--- Supplied material Enclosed Below ---

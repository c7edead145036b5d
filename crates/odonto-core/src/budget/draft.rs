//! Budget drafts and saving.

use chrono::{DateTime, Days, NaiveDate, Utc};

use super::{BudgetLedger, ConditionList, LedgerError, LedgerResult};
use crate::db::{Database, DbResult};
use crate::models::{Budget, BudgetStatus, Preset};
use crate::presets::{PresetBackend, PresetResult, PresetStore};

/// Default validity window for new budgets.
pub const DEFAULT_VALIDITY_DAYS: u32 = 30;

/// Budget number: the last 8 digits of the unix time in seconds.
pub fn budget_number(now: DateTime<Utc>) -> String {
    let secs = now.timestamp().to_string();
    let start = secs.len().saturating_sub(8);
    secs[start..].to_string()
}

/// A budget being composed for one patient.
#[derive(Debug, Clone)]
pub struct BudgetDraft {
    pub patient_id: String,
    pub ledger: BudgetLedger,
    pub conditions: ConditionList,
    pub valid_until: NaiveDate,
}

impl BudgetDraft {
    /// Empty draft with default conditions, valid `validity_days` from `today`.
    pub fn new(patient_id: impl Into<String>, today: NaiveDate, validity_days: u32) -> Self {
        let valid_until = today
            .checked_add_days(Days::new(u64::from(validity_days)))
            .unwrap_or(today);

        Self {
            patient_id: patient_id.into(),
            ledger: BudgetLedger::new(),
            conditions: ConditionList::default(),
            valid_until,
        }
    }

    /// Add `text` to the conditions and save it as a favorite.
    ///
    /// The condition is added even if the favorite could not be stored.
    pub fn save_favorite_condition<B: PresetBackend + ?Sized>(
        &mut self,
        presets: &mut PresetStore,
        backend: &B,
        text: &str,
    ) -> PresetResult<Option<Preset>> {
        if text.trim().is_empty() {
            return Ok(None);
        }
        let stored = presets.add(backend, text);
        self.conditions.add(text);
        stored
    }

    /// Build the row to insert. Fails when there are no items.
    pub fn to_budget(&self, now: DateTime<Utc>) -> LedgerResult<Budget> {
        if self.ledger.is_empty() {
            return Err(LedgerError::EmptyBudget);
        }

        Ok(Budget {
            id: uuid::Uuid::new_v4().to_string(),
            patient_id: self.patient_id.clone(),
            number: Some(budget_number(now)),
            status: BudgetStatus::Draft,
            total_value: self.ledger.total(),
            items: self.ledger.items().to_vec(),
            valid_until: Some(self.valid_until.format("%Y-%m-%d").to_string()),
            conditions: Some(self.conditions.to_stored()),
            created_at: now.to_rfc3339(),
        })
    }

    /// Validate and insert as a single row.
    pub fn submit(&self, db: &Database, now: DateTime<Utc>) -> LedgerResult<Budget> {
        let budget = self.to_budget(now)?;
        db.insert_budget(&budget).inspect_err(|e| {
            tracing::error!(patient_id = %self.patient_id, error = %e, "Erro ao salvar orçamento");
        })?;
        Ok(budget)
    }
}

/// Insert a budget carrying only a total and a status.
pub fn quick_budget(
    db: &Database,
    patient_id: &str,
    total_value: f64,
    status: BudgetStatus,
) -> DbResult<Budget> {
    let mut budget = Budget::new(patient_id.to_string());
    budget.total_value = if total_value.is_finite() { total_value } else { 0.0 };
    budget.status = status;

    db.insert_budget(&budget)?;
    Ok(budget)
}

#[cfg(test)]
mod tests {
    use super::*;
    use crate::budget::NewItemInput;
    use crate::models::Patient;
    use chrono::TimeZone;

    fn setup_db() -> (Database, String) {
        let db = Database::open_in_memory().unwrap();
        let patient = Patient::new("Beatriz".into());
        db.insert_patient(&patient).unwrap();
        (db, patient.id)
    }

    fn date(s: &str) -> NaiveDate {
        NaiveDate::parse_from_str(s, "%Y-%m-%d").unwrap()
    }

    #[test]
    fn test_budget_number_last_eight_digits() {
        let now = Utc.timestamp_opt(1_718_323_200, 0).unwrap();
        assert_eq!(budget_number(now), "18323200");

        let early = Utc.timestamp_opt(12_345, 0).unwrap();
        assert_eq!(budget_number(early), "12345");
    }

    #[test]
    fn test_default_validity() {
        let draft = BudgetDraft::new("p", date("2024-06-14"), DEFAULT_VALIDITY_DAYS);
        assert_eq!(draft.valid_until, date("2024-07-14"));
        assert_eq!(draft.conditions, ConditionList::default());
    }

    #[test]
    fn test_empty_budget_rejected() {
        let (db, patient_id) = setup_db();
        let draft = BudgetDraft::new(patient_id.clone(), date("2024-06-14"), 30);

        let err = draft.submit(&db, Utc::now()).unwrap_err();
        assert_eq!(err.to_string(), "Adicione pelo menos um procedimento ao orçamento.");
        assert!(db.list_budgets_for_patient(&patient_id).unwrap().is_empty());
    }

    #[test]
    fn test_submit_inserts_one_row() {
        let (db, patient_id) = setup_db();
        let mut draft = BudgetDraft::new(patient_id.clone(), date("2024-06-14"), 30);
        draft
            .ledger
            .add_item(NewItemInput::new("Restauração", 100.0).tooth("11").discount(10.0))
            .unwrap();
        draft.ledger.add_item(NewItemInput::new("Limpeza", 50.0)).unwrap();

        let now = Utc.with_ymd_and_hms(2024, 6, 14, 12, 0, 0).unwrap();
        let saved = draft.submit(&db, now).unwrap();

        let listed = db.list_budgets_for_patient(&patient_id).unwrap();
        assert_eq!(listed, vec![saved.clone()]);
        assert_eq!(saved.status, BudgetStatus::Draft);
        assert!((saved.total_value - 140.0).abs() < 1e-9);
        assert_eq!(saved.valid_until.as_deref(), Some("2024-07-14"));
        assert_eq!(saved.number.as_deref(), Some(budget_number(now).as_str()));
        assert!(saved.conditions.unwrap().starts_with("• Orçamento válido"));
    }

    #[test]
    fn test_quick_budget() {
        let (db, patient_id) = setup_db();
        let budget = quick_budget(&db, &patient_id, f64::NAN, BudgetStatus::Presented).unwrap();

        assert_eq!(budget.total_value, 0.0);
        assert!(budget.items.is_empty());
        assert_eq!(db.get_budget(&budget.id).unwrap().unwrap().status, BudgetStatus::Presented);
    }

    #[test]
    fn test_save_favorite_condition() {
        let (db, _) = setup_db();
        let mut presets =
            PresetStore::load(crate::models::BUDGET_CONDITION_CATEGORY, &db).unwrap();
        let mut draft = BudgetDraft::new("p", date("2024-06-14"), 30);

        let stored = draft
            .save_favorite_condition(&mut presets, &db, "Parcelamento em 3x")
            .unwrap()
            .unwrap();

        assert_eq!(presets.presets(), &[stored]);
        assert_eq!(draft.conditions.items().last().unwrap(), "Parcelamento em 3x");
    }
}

--- End of Enclosed Supplied material ---

Exactly as shown above, return all of the entries.

• Your solution:
repository c7edead145036b5d
filename crates/odonto-core/src/budget/draft.rs
//! Budget drafts and saving.

use chrono::{DateTime, Days, NaiveDate, Utc};

use super::{BudgetLedger, ConditionList, LedgerError, LedgerResult};
use crate::db::{Database, DbResult};
use crate::models::{Budget, BudgetStatus, Preset};
use crate::presets::{PresetBackend, PresetResult, PresetStore};

/// Default validity window for new budgets.
pub const DEFAULT_VALIDITY_DAYS: u32 = 30;

/// Budget number: the last 8 digits of the unix time in seconds.
pub fn budget_number(now: DateTime<Utc>) -> String {
    let secs = now.timestamp().to_string();
    let start = secs.len().saturating_sub(8);
    secs[start..].to_string()
}

/// A budget being composed for one patient.
#[derive(Debug, Clone)]
pub struct BudgetDraft {
    pub patient_id: String,
    pub ledger: BudgetLedger,
    pub conditions: ConditionList,
    pub valid_until: NaiveDate,
}

impl BudgetDraft {
    /// Empty draft with default conditions, valid `validity_days` from `today`.
    pub fn new(patient_id: impl Into<String>, today: NaiveDate, validity_days: u32) -> Self {
        let valid_until = today
            .checked_add_days(Days::new(u64::from(validity_days)))
            .unwrap_or(today);

        Self {
            patient_id: patient_id.into(),
            ledger: BudgetLedger::new(),
            conditions: ConditionList::default(),
            valid_until,
        }
    }

    /// Add `text` to the conditions and save it as a favorite.
    ///
    /// The condition is added even if the favorite could not be stored.
    pub fn save_favorite_condition<B: PresetBackend + ?Sized>(
        &mut self,
        presets: &mut PresetStore,
        backend: &B,
        text: &str,
    ) -> PresetResult<Option<Preset>> {
        if text.trim().is_empty() {
            return Ok(None);
        }
        let stored = presets.add(backend, text);
        self.conditions.add(text);
        stored
    }

    /// Build the row to insert. Fails when there are no items.
    pub fn to_budget(&self, now: DateTime<Utc>) -> LedgerResult<Budget> {
        if self.ledger.is_empty() {
            return Err(LedgerError::EmptyBudget);
        }

        Ok(Budget {
            id: uuid::Uuid::new_v4().to_string(),
            patient_id: self.patient_id.clone(),
            number: Some(budget_number(now)),
            status: BudgetStatus::Draft,
            total_value: self.ledger.total(),
            items: self.ledger.items().to_vec(),
            valid_until: Some(self.valid_until.format("%Y-%m-%d").to_string()),
            conditions: Some(self.conditions.to_stored()),
            created_at: now.to_rfc3339(),
        })
    }

    /// Validate and insert as a single row.
    pub fn submit(&self, db: &Database, now: DateTime<Utc>) -> LedgerResult<Budget> {
        let budget = self.to_budget(now)?;
        db.insert_budget(&budget).inspect_err(|e| {
            tracing::error!(patient_id = %self.patient_id, error = %e, "Erro ao salvar orçamento");
        })?;
        Ok(budget)
    }
}

/// Insert a budget carrying only a total and a status.
pub fn quick_budget(
    db: &Database,
    patient_id: &str,
    total_value: f64,
    status: BudgetStatus,
) -> DbResult<Budget> {
    let mut budget = Budget::new(patient_id.to_string());
    budget.total_value = if total_value.is_finite() { total_value } else { 0.0 };
    budget.status = status;

    db.insert_budget(&budget)?;
    Ok(budget)
}

#[cfg(test)]
mod tests {
    use super::*;
    use crate::budget::NewItemInput;
    use crate::models::Patient;
    use chrono::TimeZone;

    fn setup_db() -> (Database, String) {
        let db = Database::open_in_memory().unwrap();
        let patient = Patient::new("Beatriz".into());
        db.insert_patient(&patient).unwrap();
        (db, patient.id)
    }

    fn date(s: &str) -> NaiveDate {
        NaiveDate::parse_from_str(s, "%Y-%m-%d").unwrap()
    }

    #[test]
    fn test_budget_number_last_eight_digits() {
        let now = Utc.timestamp_opt(1_718_323_200, 0).unwrap();
        assert_eq!(budget_number(now), "18323200");

        let early = Utc.timestamp_opt(12_345, 0).unwrap();
        assert_eq!(budget_number(early), "12345");
    }

    #[test]
    fn test_default_validity() {
        let draft = BudgetDraft::new("p", date("2024-06-14"), DEFAULT_VALIDITY_DAYS);
        assert_eq!(draft.valid_until, date("2024-07-14"));
        assert_eq!(draft.conditions, ConditionList::default());
    }

    #[test]
    fn test_empty_budget_rejected() {
        let (db, patient_id) = setup_db();
        let draft = BudgetDraft::new(patient_id.clone(), date("2024-06-14"), 30);

        let err = draft.submit(&db, Utc::now()).unwrap_err();
        assert_eq!(err.to_string(), "Adicione pelo menos um procedimento ao orçamento.");
        assert!(db.list_budgets_for_patient(&patient_id).unwrap().is_empty());
    }

    #[test]
    fn test_submit_inserts_one_row() {
        let (db, patient_id) = setup_db();
        let mut draft = BudgetDraft::new(patient_id.clone(), date("2024-06-14"), 30);
        draft
            .ledger
            .add_item(NewItemInput::new("Restauração", 100.0).tooth("11").discount(10.0))
            .unwrap();
        draft.ledger.add_item(NewItemInput::new("Limpeza", 50.0)).unwrap();

        let now = Utc.with_ymd_and_hms(2024, 6, 14, 12, 0, 0).unwrap();
        let saved = draft.submit(&db, now).unwrap();

        let listed = db.list_budgets_for_patient(&patient_id).unwrap();
        assert_eq!(listed, vec![saved.clone()]);
        assert_eq!(saved.status, BudgetStatus::Draft);
        assert!((saved.total_value - 140.0).abs() < 1e-9);
        assert_eq!(saved.valid_until.as_deref(), Some("2024-07-14"));
        assert_eq!(saved.number.as_deref(), Some(budget_number(now).as_str()));
        assert!(saved.conditions.unwrap().starts_with("• Orçamento válido"));
    }

    #[test]
    fn test_quick_budget() {
        let (db, patient_id) = setup_db();
        let budget = quick_budget(&db, &patient_id, f64::NAN, BudgetStatus::Presented).unwrap();

        assert_eq!(budget.total_value, 0.0);
        assert!(budget.items.is_empty());
        assert_eq!(db.get_budget(&budget.id).unwrap().unwrap().status, BudgetStatus::Presented);
    }

    #[test]
    fn test_save_favorite_condition() {
        let (db, _) = setup_db();
        let mut presets =
            PresetStore::load(crate::models::BUDGET_CONDITION_CATEGORY, &db).unwrap();
        let mut draft = BudgetDraft::new("p", date("2024-06-14"), 30);

        let stored = draft
            .save_favorite_condition(&mut presets, &db, "Parcelamento em 3x")
            .unwrap()
            .unwrap();

        assert_eq!(presets.presets(), &[stored]);
        assert_eq!(draft.conditions.items().last().unwrap(), "Parcelamento em 3x");
    }
}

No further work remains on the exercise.